__WHAT YOU WILL DO__
Report each line from the listing that the string "captures" appears in.

__MATERIAL PROVIDED__
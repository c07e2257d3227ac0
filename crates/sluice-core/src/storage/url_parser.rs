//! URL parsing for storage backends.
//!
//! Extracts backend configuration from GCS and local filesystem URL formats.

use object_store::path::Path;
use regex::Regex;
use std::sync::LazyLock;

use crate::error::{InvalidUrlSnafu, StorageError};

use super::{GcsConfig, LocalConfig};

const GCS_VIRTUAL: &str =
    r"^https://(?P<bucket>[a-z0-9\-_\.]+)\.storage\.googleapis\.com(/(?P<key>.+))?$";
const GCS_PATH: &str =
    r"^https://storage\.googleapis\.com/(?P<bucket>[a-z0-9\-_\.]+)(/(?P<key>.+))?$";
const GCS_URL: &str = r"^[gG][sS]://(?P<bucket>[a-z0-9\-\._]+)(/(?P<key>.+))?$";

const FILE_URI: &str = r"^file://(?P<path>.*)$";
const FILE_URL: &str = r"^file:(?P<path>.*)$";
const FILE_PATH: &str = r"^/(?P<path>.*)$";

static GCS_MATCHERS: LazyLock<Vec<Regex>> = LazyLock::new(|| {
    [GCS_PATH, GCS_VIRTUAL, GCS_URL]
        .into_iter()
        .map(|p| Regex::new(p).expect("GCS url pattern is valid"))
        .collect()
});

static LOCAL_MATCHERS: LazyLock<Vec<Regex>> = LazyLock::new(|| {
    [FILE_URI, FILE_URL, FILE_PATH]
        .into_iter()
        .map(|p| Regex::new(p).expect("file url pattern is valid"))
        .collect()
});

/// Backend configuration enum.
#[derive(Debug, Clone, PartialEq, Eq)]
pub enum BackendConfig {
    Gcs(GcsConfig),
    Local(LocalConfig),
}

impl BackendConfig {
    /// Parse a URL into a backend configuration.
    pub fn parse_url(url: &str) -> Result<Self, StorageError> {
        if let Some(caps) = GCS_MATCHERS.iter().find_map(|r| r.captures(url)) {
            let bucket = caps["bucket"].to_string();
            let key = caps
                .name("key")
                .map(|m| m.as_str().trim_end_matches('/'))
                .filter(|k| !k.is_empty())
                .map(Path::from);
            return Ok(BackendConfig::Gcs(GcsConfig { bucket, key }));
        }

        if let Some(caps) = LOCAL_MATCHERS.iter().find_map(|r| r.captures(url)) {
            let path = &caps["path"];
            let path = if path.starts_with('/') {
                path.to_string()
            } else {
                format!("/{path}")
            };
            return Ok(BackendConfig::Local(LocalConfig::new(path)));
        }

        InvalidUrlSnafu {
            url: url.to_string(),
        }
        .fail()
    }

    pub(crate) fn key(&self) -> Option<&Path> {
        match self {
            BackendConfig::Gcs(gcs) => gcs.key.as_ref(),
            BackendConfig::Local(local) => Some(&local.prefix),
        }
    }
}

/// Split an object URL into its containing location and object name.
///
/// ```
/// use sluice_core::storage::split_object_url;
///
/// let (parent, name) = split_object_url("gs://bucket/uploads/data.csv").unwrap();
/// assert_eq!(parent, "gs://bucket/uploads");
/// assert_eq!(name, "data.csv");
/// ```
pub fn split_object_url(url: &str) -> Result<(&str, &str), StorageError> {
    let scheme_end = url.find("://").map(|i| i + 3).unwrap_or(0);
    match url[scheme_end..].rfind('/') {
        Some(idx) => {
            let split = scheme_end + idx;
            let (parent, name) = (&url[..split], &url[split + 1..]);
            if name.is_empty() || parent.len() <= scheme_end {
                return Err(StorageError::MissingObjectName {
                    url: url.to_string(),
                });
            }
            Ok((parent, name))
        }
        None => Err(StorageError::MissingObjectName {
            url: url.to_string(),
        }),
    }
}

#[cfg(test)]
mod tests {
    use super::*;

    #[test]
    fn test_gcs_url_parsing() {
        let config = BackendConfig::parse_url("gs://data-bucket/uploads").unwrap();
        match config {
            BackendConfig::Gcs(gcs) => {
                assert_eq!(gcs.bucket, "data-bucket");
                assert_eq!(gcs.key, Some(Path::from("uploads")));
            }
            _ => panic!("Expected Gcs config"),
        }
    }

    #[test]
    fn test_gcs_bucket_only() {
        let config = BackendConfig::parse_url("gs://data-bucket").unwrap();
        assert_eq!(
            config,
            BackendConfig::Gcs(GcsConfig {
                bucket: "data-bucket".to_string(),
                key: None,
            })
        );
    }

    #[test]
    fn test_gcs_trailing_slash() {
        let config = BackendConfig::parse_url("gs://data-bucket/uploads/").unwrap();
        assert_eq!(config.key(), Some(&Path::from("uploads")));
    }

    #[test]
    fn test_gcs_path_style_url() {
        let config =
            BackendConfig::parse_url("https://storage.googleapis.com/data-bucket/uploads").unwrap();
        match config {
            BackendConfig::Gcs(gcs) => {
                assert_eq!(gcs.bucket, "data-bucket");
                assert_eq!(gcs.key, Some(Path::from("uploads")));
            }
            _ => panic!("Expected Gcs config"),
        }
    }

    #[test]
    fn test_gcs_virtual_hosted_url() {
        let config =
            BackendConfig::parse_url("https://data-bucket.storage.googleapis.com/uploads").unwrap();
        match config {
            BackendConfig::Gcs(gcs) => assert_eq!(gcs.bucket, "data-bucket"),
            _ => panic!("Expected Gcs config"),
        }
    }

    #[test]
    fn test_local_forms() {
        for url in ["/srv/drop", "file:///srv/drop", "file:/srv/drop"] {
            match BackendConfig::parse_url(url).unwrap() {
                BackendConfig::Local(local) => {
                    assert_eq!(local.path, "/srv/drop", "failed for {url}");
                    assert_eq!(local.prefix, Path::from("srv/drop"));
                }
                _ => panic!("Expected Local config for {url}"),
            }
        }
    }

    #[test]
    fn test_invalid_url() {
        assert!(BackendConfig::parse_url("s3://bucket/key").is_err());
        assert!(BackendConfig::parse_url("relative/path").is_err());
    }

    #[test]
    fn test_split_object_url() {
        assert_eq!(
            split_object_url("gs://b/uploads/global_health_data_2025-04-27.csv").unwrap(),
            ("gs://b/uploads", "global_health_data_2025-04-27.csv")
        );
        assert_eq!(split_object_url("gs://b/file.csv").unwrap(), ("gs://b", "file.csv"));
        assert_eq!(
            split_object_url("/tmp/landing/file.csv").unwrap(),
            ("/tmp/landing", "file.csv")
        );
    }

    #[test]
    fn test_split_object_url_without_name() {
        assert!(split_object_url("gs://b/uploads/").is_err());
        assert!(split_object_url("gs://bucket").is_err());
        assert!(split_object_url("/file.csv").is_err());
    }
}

__OUTPUT BELOW__
        if let Some(caps) = GCS_MATCHERS.iter().find_map(|r| r.captures(url)) {
        if let Some(caps) = LOCAL_MATCHERS.iter().find_map(|r| r.captures(url)) {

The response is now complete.